Your table identifies the total number of people knowing the secret at the end of each 5 minute time period but it is incorrect. At time zero, 5:00 am,1 person knew the secret. At 5:05, 2 additional peopls knew the secret making 3 in all knowing the secret. At 5:10, 4 additional people knew the secret making 7 in all knowing the secret. Carrying this further, your table should look like

n..............0........1........2.........3..........4..........5..........6.........7.........8.........9..........10..........11.........12.
time.......5:00...5:05.....5:10.....5:15.....5:20 ....5:25.....5:30.....5:35....5:40.....5:45.......5:50.......5:55......6:00
#people....1........3........7........15.........31.........63......127.....255......511.....1023.......2047.....4095......8191
who know

Using the geometric progression approach above, where the number of new people learning the secret each 5 minute period are listed, the total number of people knowing the secret at 6:00 am derives from S = a(r^n - 1)/(r - 1).

 

[troublemaker676]

Thank you very much for your help!

 

[pka]

Andrew, the seems to be some discrepancy in the way you are setting up the table.
5:00 am 1 person (knows the secret) . Then “These people called two other people.” Those calls took place at 5:05. (this means that at 5:05 3 people know the secrete). So at 5:10 7 people know, etc. Look at the table.

TchrWill, you are using a different index than Andrew began using. He uses n=0 for 5:00.

Andrew, Which is it? At 5:00 how many people know, 1 or 3? From you first post it has to be 1. But you begin you table at 3.
If it is 1 at 5:00 then at 6:00 there are 8191 people who know. N=12, 5*12=60.
If it is 3 at 5:00 then 16,383.

 

[troublemaker676]

I'm am getting this table from my teacher, who i assumed was correct, however after re-reading the problem it has to be 1 person at 5:00am and 3 at 5:05 because it took 5 minutes to make the calls, which would make the correct answer as you said 8191. So i am now assuming he has made a mistake.

 

[TchrWill]

pka,

The problem statement was "At 5:00 am 1 person called two other people" to tell them about a huge secret, completeting these calls took 5 minutes.
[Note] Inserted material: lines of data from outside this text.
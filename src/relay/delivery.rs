//! Delivery path
//!
//! Broker callbacks push into one bounded channel per session; a single
//! forwarding task drains it and is the only writer on the transport.
//!
//! Delivery is best-effort, at most once. When the channel is full the new
//! delivery is dropped rather than blocking the broker's delivery task,
//! which is shared by every topic of the connection. With a non-zero
//! enqueue timeout the callback waits at most that long for room.

use async_trait::async_trait;
use std::sync::atomic::{AtomicU64, Ordering};
use std::sync::Arc;
use std::time::Duration;
use tokio::sync::mpsc::{self, error::TrySendError};
use tokio::task::JoinHandle;
use tokio_util::sync::CancellationToken;

use crate::broker::{Delivery, MessageHandler};
use crate::transport::MessageSink;

use super::error::RelayError;

/// Delivery counters for one session
#[derive(Debug, Default)]
pub struct DeliveryStats {
    forwarded: AtomicU64,
    dropped: AtomicU64,
}

impl DeliveryStats {
    pub fn forwarded(&self) -> u64 {
        self.forwarded.load(Ordering::Relaxed)
    }

    pub fn dropped(&self) -> u64 {
        self.dropped.load(Ordering::Relaxed)
    }
}

/// The single forwarding callback shared by every subscription of a session
pub struct DeliverySink {
    session_id: String,
    tx: mpsc::Sender<Delivery>,
    cancel: CancellationToken,
    enqueue_timeout: Duration,
    stats: Arc<DeliveryStats>,
}

impl DeliverySink {
    /// Create the sink and the receiving end for the forwarding task.
    pub fn channel(
        session_id: impl Into<String>,
        capacity: usize,
        enqueue_timeout: Duration,
        cancel: CancellationToken,
    ) -> (Self, mpsc::Receiver<Delivery>, Arc<DeliveryStats>) {
        let (tx, rx) = mpsc::channel(capacity.max(1));
        let stats = Arc::new(DeliveryStats::default());
        let sink = Self {
            session_id: session_id.into(),
            tx,
            cancel,
            enqueue_timeout,
            stats: Arc::clone(&stats),
        };
        (sink, rx, stats)
    }

    /// Queue a delivery for the client.
    ///
    /// Never waits longer than the configured enqueue timeout. Deliveries
    /// arriving after teardown has begun are discarded.
    pub async fn enqueue(&self, delivery: Delivery) -> Result<(), RelayError> {
        if self.cancel.is_cancelled() {
            return Err(RelayError::DeliveryDropped {
                topic: delivery.topic,
            });
        }

        let delivery = match self.tx.try_send(delivery) {
            Ok(()) => return Ok(()),
            Err(TrySendError::Closed(delivery)) => {
                return Err(RelayError::DeliveryDropped {
                    topic: delivery.topic,
                })
            }
            Err(TrySendError::Full(delivery)) => delivery,
        };

        let topic = delivery.topic.clone();
        if !self.enqueue_timeout.is_zero()
            && self
                .tx
                .send_timeout(delivery, self.enqueue_timeout)
                .await
                .is_ok()
        {
            return Ok(());
        }

        self.record_drop(&topic);
        Err(RelayError::DeliveryDropped { topic })
    }

    fn record_drop(&self, topic: &str) {
        let previous = self.stats.dropped.fetch_add(1, Ordering::Relaxed);
        if previous == 0 {
            tracing::warn!(
                session_id = %self.session_id,
                topic = %topic,
                "Client is not keeping up, dropping deliveries"
            );
        } else {
            tracing::debug!(
                session_id = %self.session_id,
                topic = %topic,
                dropped = previous + 1,
                "Delivery dropped"
            );
        }
    }
}

#[async_trait]
impl MessageHandler for DeliverySink {
    async fn on_message(&self, delivery: Delivery) {
        if let Err(e) = self.enqueue(delivery).await {
            tracing::trace!(session_id = %self.session_id, error = %e, "Delivery not queued");
        }
    }
}

/// Why the forwarding task stopped
#[derive(Debug)]
pub enum ForwarderExit {
    Cancelled,
    ChannelClosed,
    WriteFailed(RelayError),
}

/// Spawn the session's forwarding task.
///
/// The task owns the transport's sending half and closes it on exit. A
/// write failure cancels the session.
pub fn spawn_forwarder(
    session_id: String,
    mut rx: mpsc::Receiver<Delivery>,
    mut sink: Box<dyn MessageSink>,
    cancel: CancellationToken,
    stats: Arc<DeliveryStats>,
) -> JoinHandle<ForwarderExit> {
    tokio::spawn(async move {
        let exit = loop {
            let delivery = tokio::select! {
                biased;
                _ = cancel.cancelled() => break ForwarderExit::Cancelled,
                next = rx.recv() => match next {
                    Some(delivery) => delivery,
                    None => break ForwarderExit::ChannelClosed,
                },
            };

            let result = tokio::select! {
                biased;
                _ = cancel.cancelled() => break ForwarderExit::Cancelled,
                result = sink.send(delivery.payload) => result,
            };

            match result {
                Ok(()) => {
                    stats.forwarded.fetch_add(1, Ordering::Relaxed);
                }
                Err(e) => {
                    let e = RelayError::from(e);
                    tracing::warn!(
                        session_id = %session_id,
                        topic = %delivery.topic,
                        error = %e,
                        "Transport write failed, closing session"
                    );
                    cancel.cancel();
                    break ForwarderExit::WriteFailed(e);
                }
            }
        };

        // Producers see the channel closed from here on.
        rx.close();
        sink.close().await;

        tracing::debug!(session_id = %session_id, exit = ?exit, "Forwarder stopped");
        exit
    })
}

#[cfg(test)]
mod tests {
    use super::*;
    use crate::transport::{ChannelTransport, TransportSession};
    use bytes::Bytes;
    use std::time::Instant;

    fn delivery(topic: &str, payload: &'static str) -> Delivery {
        Delivery::new(topic, Bytes::from_static(payload.as_bytes()))
    }

    #[tokio::test]
    async fn test_full_channel_drops_without_blocking() {
        let cancel = CancellationToken::new();
        let (sink, mut rx, stats) =
            DeliverySink::channel("s1", 3, Duration::ZERO, cancel.clone());

        let started = Instant::now();
        for i in 0..4 {
            let result = sink.enqueue(delivery("sensors/temp", "x")).await;
            assert_eq!(result.is_ok(), i < 3);
        }
        assert!(started.elapsed() < Duration::from_millis(100));
        assert_eq!(stats.dropped(), 1);

        let mut received = 0;
        while rx.try_recv().is_ok() {
            received += 1;
        }
        assert_eq!(received, 3);
    }

    #[tokio::test]
    async fn test_enqueue_timeout_is_bounded() {
        let cancel = CancellationToken::new();
        let timeout = Duration::from_millis(50);
        let (sink, _rx, stats) = DeliverySink::channel("s1", 1, timeout, cancel);

        sink.enqueue(delivery("a", "1")).await.unwrap();

        let started = Instant::now();
        let result = sink.enqueue(delivery("a", "2")).await;
        let elapsed = started.elapsed();

        assert!(matches!(result, Err(RelayError::DeliveryDropped { .. })));
        assert!(elapsed >= timeout);
        assert!(elapsed < Duration::from_secs(1));
        assert_eq!(stats.dropped(), 1);
    }

    #[tokio::test]
    async fn test_cancelled_sink_discards() {
        let cancel = CancellationToken::new();
        let (sink, mut rx, stats) =
            DeliverySink::channel("s1", 8, Duration::ZERO, cancel.clone());

        cancel.cancel();
        assert!(sink.enqueue(delivery("a", "1")).await.is_err());
        assert!(rx.try_recv().is_err());
        // Teardown discards are not backpressure drops.
        assert_eq!(stats.dropped(), 0);
    }

    #[tokio::test]
    async fn test_forwarder_preserves_order_and_closes_transport() {
        let cancel = CancellationToken::new();
        let (sink, rx, stats) = DeliverySink::channel("s1", 16, Duration::ZERO, cancel.clone());
        let (transport, mut client) = ChannelTransport::pair();
        let (_source, transport_sink) = transport.split();

        let handle = spawn_forwarder("s1".into(), rx, transport_sink, cancel.clone(), Arc::clone(&stats));

        for payload in ["1", "2", "3"] {
            sink.enqueue(delivery("sensors/temp", payload)).await.unwrap();
        }
        for expected in ["1", "2", "3"] {
            let got = client.recv_timeout(Duration::from_secs(1)).await.unwrap();
            assert_eq!(got, Bytes::from_static(expected.as_bytes()));
        }

        cancel.cancel();
        assert!(matches!(handle.await.unwrap(), ForwarderExit::Cancelled));
        assert_eq!(stats.forwarded(), 3);
        assert!(client.is_closed_by_server(Duration::from_millis(100)).await);
    }

    #[tokio::test]
    async fn test_cancel_with_queued_deliveries_stops_writing() {
        let cancel = CancellationToken::new();
        let (sink, rx, stats) = DeliverySink::channel("s1", 16, Duration::ZERO, cancel.clone());
        let (transport, mut client) = ChannelTransport::with_capacity(1);
        let (_source, transport_sink) = transport.split();

        for i in 0..10 {
            sink.enqueue(Delivery::new("sensors/temp", i.to_string())).await.unwrap();
        }
        let handle = spawn_forwarder("s1".into(), rx, transport_sink, cancel.clone(), Arc::clone(&stats));

        // One message fills the transport, the next blocks in send.
        tokio::time::sleep(Duration::from_millis(50)).await;
        assert!(stats.forwarded() <= 2);

        cancel.cancel();
        let exit = tokio::time::timeout(Duration::from_secs(1), handle)
            .await
            .expect("forwarder did not stop with deliveries still queued")
            .unwrap();
        assert!(matches!(exit, ForwarderExit::Cancelled));

        let forwarded = stats.forwarded();
        assert!(forwarded <= 2);

        let mut received = 0;
        while client.recv_timeout(Duration::from_millis(50)).await.is_some() {
            received += 1;
        }
        assert_eq!(received as u64, forwarded);
        assert!(client.is_closed_by_server(Duration::from_millis(50)).await);

        // Nothing is accepted once teardown has begun.
        assert!(sink.enqueue(delivery("sensors/temp", "late")).await.is_err());
    }

    #[tokio::test]
    async fn test_write_failure_cancels_session() {
        let cancel = CancellationToken::new();
        let (sink, rx, stats) = DeliverySink::channel("s1", 16, Duration::ZERO, cancel.clone());
        let (transport, mut client) = ChannelTransport::pair();
        let (_source, transport_sink) = transport.split();
        client.stop_reading();

        let handle = spawn_forwarder("s1".into(), rx, transport_sink, cancel.clone(), stats);
        sink.enqueue(delivery("sensors/temp", "1")).await.unwrap();

        assert!(matches!(
            handle.await.unwrap(),
            ForwarderExit::WriteFailed(RelayError::TransportWrite(_))
        ));
        assert!(cancel.is_cancelled());
    }
}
Therefore, the first number in the sequnce is 1 not 3 as the proposer mistakenly indicated.

1, 3, 7, 15, 31, etc. is the only logical sequence addressing the statement as made making 8191 the total number knowing the secret at 6:00 am.

 

[pka]

“first number in the sequnce is 1 not 3 as the proposer mistakenly indicated.”
Exactly right. But the point is the index is 0 not 1.
That is A<SUB>0</SUB>=1 and A<SUB>1</SUB>=3.
The debate is about the index and not the terms of the sequence.